Brief:
Reproduce exactly the lines of the listing from the one containing "let first_slot = second.slots()[0];" to its final line, both included.

Data:

*** Begin section ***

//! Motion queue driver: one target in, one complete slot stream out.
//!
//! A dispatch interpolates from the current pose to the target, solves every
//! waypoint, checks that the previous motion has drained, then writes three
//! frames per waypoint (base, shoulder, elbow) into the controller's queue.
//! Either the whole stream goes out and the driver's state moves forward, or
//! nothing observable changes.

use crate::busy::{BusyTracker, MotionState};
use crate::interpolate::interpolate;
use crate::kinematics::{JointAngles, Kinematics};
use crate::pose::Pose;
use crate::protocol::{Command, CommandKind, EncodingError, Frame, encode};
use cu_serial_link::{ByteLink, LinkError};
use log::{debug, info, warn};
use std::num::NonZeroUsize;
use thiserror::Error;

/// Frames per queue slot, in transmission order.
pub const SLOT_KINDS: [CommandKind; 3] = [
    CommandKind::SetBase,
    CommandKind::SetShoulder,
    CommandKind::SetElbow,
];

#[derive(Debug, Error)]
pub enum DispatchError {
    #[error(transparent)]
    Encoding(#[from] EncodingError),
    #[error(transparent)]
    Link(#[from] LinkError),
}

/// Why a target was dropped without touching the link.
#[derive(Debug, Clone, Copy, PartialEq)]
pub enum Rejection {
    /// The previous motion is still expected to be running.
    Busy,
    /// The solver has no solution for waypoint `waypoint` (0-based).
    Unreachable { waypoint: usize, pose: Pose },
}

#[derive(Debug, Clone, Copy, PartialEq)]
pub struct MotionSummary {
    pub target: Pose,
    pub waypoints: usize,
    pub frames: usize,
}

#[derive(Debug, Clone, Copy, PartialEq)]
pub enum Dispatch {
    Sent(MotionSummary),
    Rejected(Rejection),
}

/// Owns the arm's commanded pose and busy state.
#[derive(Debug)]
pub struct MotionDriver<K> {
    kinematics: K,
    tracker: BusyTracker,
    current: Pose,
    steps: NonZeroUsize,
}

impl<K: Kinematics> MotionDriver<K> {
    /// `steps` is the controller's queue depth: every motion fills it.
    pub fn new(kinematics: K, tracker: BusyTracker, home: Pose, steps: NonZeroUsize) -> Self {
        Self {
            kinematics,
            tracker,
            current: home,
            steps,
        }
    }

    /// The last fully dispatched target (or the home pose).
    pub fn current_pose(&self) -> Pose {
        self.current
    }

    pub fn state(&self) -> MotionState {
        self.tracker.state()
    }

    pub fn kinematics(&self) -> &K {
        &self.kinematics
    }

    /// Per-slot execution interval the controller is configured with, so that
    /// a full queue takes the tracker's expected duration.
    pub fn interval_ms(&self) -> u32 {
        let per_slot = self.tracker.expected_duration().as_millis() / self.steps.get() as u128;
        u32::try_from(per_slot).unwrap_or(u32::MAX)
    }

    /// Configure a freshly acquired controller: ask for its queue depth and
    /// set its slot interval. Returns the interval sent.
    pub fn handshake<L: ByteLink + ?Sized>(&self, link: &mut L) -> Result<u32, DispatchError> {
        let interval = self.interval_ms();
        let frames = [
            Command::new(CommandKind::GetQueueMax, 0).encode()?,
            Command::new(CommandKind::SetInterval, interval).encode()?,
        ];
        for frame in &frames {
            debug!("Sending cmd {frame}");
            link.write(frame.as_bytes())?;
        }
        info!(
            "Controller configured: queue_max {}, interval {interval} ms",
            self.steps
        );
        Ok(interval)
    }

    /// Move the arm to `target`.
    ///
    /// Unreachable targets are reported even while the arm is busy: the
    /// solver runs before the busy check. Encoding happens before the first
    /// write, so an encoding error never leaves half a motion on the wire. A
    /// link error aborts mid-stream; the driver state is left untouched so
    /// the same target can be retried.
    pub fn dispatch<L: ByteLink + ?Sized>(
        &mut self,
        target: Pose,
        link: &mut L,
    ) -> Result<Dispatch, DispatchError> {
        info!("Moving from {} to {}", self.current, target);

        let waypoints = interpolate(self.current, target, self.steps);
        let mut joints = Vec::with_capacity(waypoints.len());
        for (waypoint, pose) in waypoints.iter().enumerate() {
            let Some(angles) = self.kinematics.pose_to_angles(pose) else {
                warn!("Impossible position {pose} (waypoint {waypoint}), target {target} dropped");
                return Ok(Dispatch::Rejected(Rejection::Unreachable {
                    waypoint,
                    pose: *pose,
                }));
            };
            joints.push(angles);
        }

        if self.tracker.state() == MotionState::Moving {
            warn!("Arm was still moving, target {target} ignored");
            return Ok(Dispatch::Rejected(Rejection::Busy));
        }

        let frames = self.encode_motion(&joints)?;
        for (slot, chunk) in frames.chunks(SLOT_KINDS.len()).enumerate() {
            debug!("Filling queue slot {slot}");
            for frame in chunk {
                link.write(frame.as_bytes())?;
            }
        }

        self.tracker.arm();
        self.current = target;
        Ok(Dispatch::Sent(MotionSummary {
            target,
            waypoints: joints.len(),
            frames: frames.len(),
        }))
    }

    fn encode_motion(&self, joints: &[JointAngles]) -> Result<Vec<Frame>, EncodingError> {
        let mut frames = Vec::with_capacity(joints.len() * SLOT_KINDS.len());
        for angles in joints {
            let pulses = self.kinematics.angles_to_pulse(angles);
            let values = [pulses.base, pulses.shoulder, pulses.elbow];
            for (kind, value) in SLOT_KINDS.into_iter().zip(values) {
                frames.push(encode(kind, value)?);
            }
        }
        Ok(frames)
    }
}

#[cfg(test)]
mod tests {
    use super::*;
    use crate::kinematics::{PulseTriple, TwoLinkArm};
    use crate::protocol::decode;
    use crate::sim::SimulatedController;
    use cu29_clock::{RobotClock, RobotClockMock};
    use std::time::Duration;

    const HOME: Pose = Pose::new(0.0, 50.0, 50.0);

    fn driver_with<K: Kinematics>(kinematics: K) -> (MotionDriver<K>, RobotClockMock) {
        let (clock, mock) = RobotClock::mock();
        let tracker = BusyTracker::new(
            clock,
            Duration::from_millis(3_000),
            Duration::from_millis(500),
        );
        let steps = NonZeroUsize::new(50).unwrap();
        let driver = MotionDriver::new(kinematics, tracker, HOME, steps);
        (driver, mock)
    }

    /// Reaches everything and reports pulses past the protocol limit.
    struct Overdriven;

    impl Kinematics for Overdriven {
        fn pose_to_angles(&self, _pose: &Pose) -> Option<JointAngles> {
            Some(JointAngles::from_radians(0.0, 0.0, 0.0))
        }

        fn angles_to_pulse(&self, _angles: &JointAngles) -> PulseTriple {
            PulseTriple {
                base: 1_500,
                shoulder: 1_500,
                elbow: 12_000,
            }
        }
    }

    #[test]
    fn handshake_sets_queue_cadence() {
        let (driver, _mock) = driver_with(TwoLinkArm::default());
        let mut sim = SimulatedController::new(50);
        assert_eq!(driver.handshake(&mut sim).unwrap(), 60);
        assert_eq!(
            sim.commands(),
            &[
                Command::new(CommandKind::GetQueueMax, 0),
                Command::new(CommandKind::SetInterval, 60)
            ]
        );
        assert_eq!(sim.interval_ms(), Some(60));
        assert_eq!(sim.read_available().unwrap(), b"queue_max 50\n");
    }

    #[test]
    fn handshake_refuses_unencodable_interval() {
        let (clock, _mock) = RobotClock::mock();
        let tracker = BusyTracker::new(clock, Duration::from_secs(20), Duration::ZERO);
        let steps = NonZeroUsize::new(1).unwrap();
        let driver = MotionDriver::new(TwoLinkArm::default(), tracker, HOME, steps);
        let mut sim = SimulatedController::new(1);

        let err = driver.handshake(&mut sim).unwrap_err();
        assert!(matches!(
            err,
            DispatchError::Encoding(EncodingError::ValueOutOfRange {
                kind: CommandKind::SetInterval,
                value: 20_000
            })
        ));
        assert!(sim.commands().is_empty());
    }

    #[test]
    fn frames_go_out_base_shoulder_elbow() {
        let (mut driver, _mock) = driver_with(TwoLinkArm::default());
        let mut sim = SimulatedController::new(50);
        driver.dispatch(Pose::new(200.0, 0.0, 0.0), &mut sim).unwrap();
        let kinds: Vec<CommandKind> = sim.commands().iter().map(|c| c.kind).collect();
        for slot in kinds.chunks(3) {
            assert_eq!(slot, SLOT_KINDS);
        }
        assert_eq!(sim.slots().len(), 50);
    }

    #[test]
    fn unreachable_reported_while_busy() {
        let (mut driver, _mock) = driver_with(TwoLinkArm::default());
        let mut sim = SimulatedController::new(50);
        driver.dispatch(Pose::new(200.0, 0.0, 0.0), &mut sim).unwrap();
        let sent = sim.commands().len();

        let outcome = driver.dispatch(Pose::new(0.0, 0.0, 900.0), &mut sim).unwrap();
        assert!(matches!(
            outcome,
            Dispatch::Rejected(Rejection::Unreachable { .. })
        ));
        assert_eq!(sim.commands().len(), sent);
    }

    #[test]
    fn encoding_failure_sends_nothing() {
        let (mut driver, _mock) = driver_with(Overdriven);
        let mut sim = SimulatedController::new(50);
        let err = driver.dispatch(Pose::new(100.0, 0.0, 0.0), &mut sim).unwrap_err();
        assert!(matches!(
            err,
            DispatchError::Encoding(EncodingError::ValueOutOfRange {
                kind: CommandKind::SetElbow,
                value: 12_000
            })
        ));
        assert!(sim.commands().is_empty());
        assert_eq!(driver.current_pose(), HOME);
        assert_eq!(driver.state(), MotionState::Idle);
    }

    #[test]
    fn link_failure_leaves_state_for_retry() {
        let (mut driver, _mock) = driver_with(TwoLinkArm::default());
        let target = Pose::new(200.0, 0.0, 0.0);
        let mut flaky = SimulatedController::new(50).with_write_budget(20);

        let err = driver.dispatch(target, &mut flaky).unwrap_err();
        assert!(matches!(err, DispatchError::Link(_)));
        assert_eq!(flaky.commands().len(), 20);
        assert_eq!(driver.current_pose(), HOME);
        assert_eq!(driver.state(), MotionState::Idle);

        let mut healthy = SimulatedController::new(50);
        let outcome = driver.dispatch(target, &mut healthy).unwrap();
        assert!(matches!(
            outcome,
            Dispatch::Sent(MotionSummary { frames: 150, .. })
        ));
        assert_eq!(driver.current_pose(), target);
    }

    #[test]
    fn next_motion_starts_from_last_target() {
        let (mut driver, mock) = driver_with(TwoLinkArm::default());
        let mut sim = SimulatedController::new(50);
        driver.dispatch(Pose::new(200.0, 0.0, 0.0), &mut sim).unwrap();
        mock.increment(Duration::from_secs(3).into());

        let mut second = SimulatedController::new(50);
        driver.dispatch(Pose::new(200.0, 0.0, 0.0), &mut second).unwrap();
        // Zero-length move: every slot repeats the target's pulses.
        let first_slot = second.slots()[0];
        assert!(second.slots().iter().all(|s| *s == first_slot));
        assert_eq!(first_slot, sim.slots()[49]);

        let raw = encode(CommandKind::SetBase, first_slot.base).unwrap();
        assert_eq!(decode(raw.as_bytes()).unwrap().value, first_slot.base);
    }
}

*** End section ***

Output:
        let first_slot = second.slots()[0];
        assert!(second.slots().iter().all(|s| *s == first_slot));
        assert_eq!(first_slot, sim.slots()[49]);

        let raw = encode(CommandKind::SetBase, first_slot.base).unwrap();
        assert_eq!(decode(raw.as_bytes()).unwrap().value, first_slot.base);
    }
}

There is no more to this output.